Playing as Murray felt like something of a treat when compared to playing as the weaker Sly and Bentley. You felt powerful, and his slowness was never really a handicap.

However, the most interesting character to play as was easily Bentley, the brains of the operation. At first, it’s easy to dismiss Bentley as a typical, clichéd geek type character. He’s meek, he’s shy, he’s weak and he’s always the first to complain in any situation.  However, halfway through the game, Bentley goes through a rather large character arc. Sly and Murray are captured, and it’s up to Bentley to conquer his fears, fight his demons and rescue his pals (all after learning to drive a stick shift, which is no easy task!).

The game’s story revolves around the KLAW gang, a sinister group of evil-doers that are diametrically opposed to the Cooper family. The Cooper family has a rich history of thievery, dating back about as far as history goes, and they have always been opposed by these adversaries. In the end of the first game, the Cooper gang defeat Clockwerk, a gigantic owl kept immortal by its burning hatred of the Cooper lineage. They manage to defeat it and scatter its mechanical parts throughout the world.

Enter the second game, where the Cooper gang must track down and destroy these parts once and for all. The game starts out in Paris, takes you to the deep jungles of India, the wilds of Canada, the spooky castles of Transylvania and finally, a blimp floating high above Paris.
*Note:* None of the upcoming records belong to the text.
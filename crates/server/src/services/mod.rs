//! Business logic for the cart-to-receipt pipeline.
//!
//! Services are thin coordinators: validation and sequencing live here,
//! atomicity lives in the repositories, and the wire representation of
//! failures lives in [`crate::error`].

pub mod cart;
pub mod checkout;

pub use cart::{AddItem, CartError, CartService, UpdateItem};
pub use checkout::{CheckoutError, CheckoutService, CheckoutSession, VerifiedReceipt};
//! Core types for Grandeur.
//!
//! This module provides type-safe wrappers for common domain concepts.

pub mod email;
pub mod id;
pub mod money;

pub use email::{Email, EmailError};
pub use id::*;
pub use money::{Currency, line_total, order_total};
The enemies in this game are all memorable and distinct, and rarely act out of malice, instead acting out of greed. You see, the Clockwerk parts are great for business. The razor-sharp tail feathers are perfect for cutting counterfeit money, while the mechanical heart makes the perfect pump for spice, and so on.

Adding to the game’s style is its incredible sense of humor. The characters talk back and forth during the missions, and it’s in this that you get some of the best dialog in the game. Sly is an incredibly suave, confident thief, just as you’d expect. Murray chooses to act as “The Murray,” a superhero-esque identity he thought up himself, and Bentley begins as a very meek and frankly annoying individual that blossoms into his own strong character later on.

http://www.youtube.com/watch?v=7fGdkJTvwro The game’s intro. Sorry again, WordPress is being lame and not embedding the video.

Anyway, I could go on for hours, literal hours, talking about how much this game means to me and how great I think it is. It’s not the best game in the world, not by a long shot. It has its share of flaws, and yes, the game is pretty easy, especially for someone who has played one or two platformers before. But you know what, none of that holds it back in my book. The easiness just allows the game to be played leisurely without the player getting frustrated. The style and humor never cease to amaze and crack me up and the game is just fun to play, through and through. It’s always a treat, it’s a diamond in the rough, forgotten gem, whatever you want to call it. I recommend absolutely everyone at least give it a shot, because who knows, you may love it too.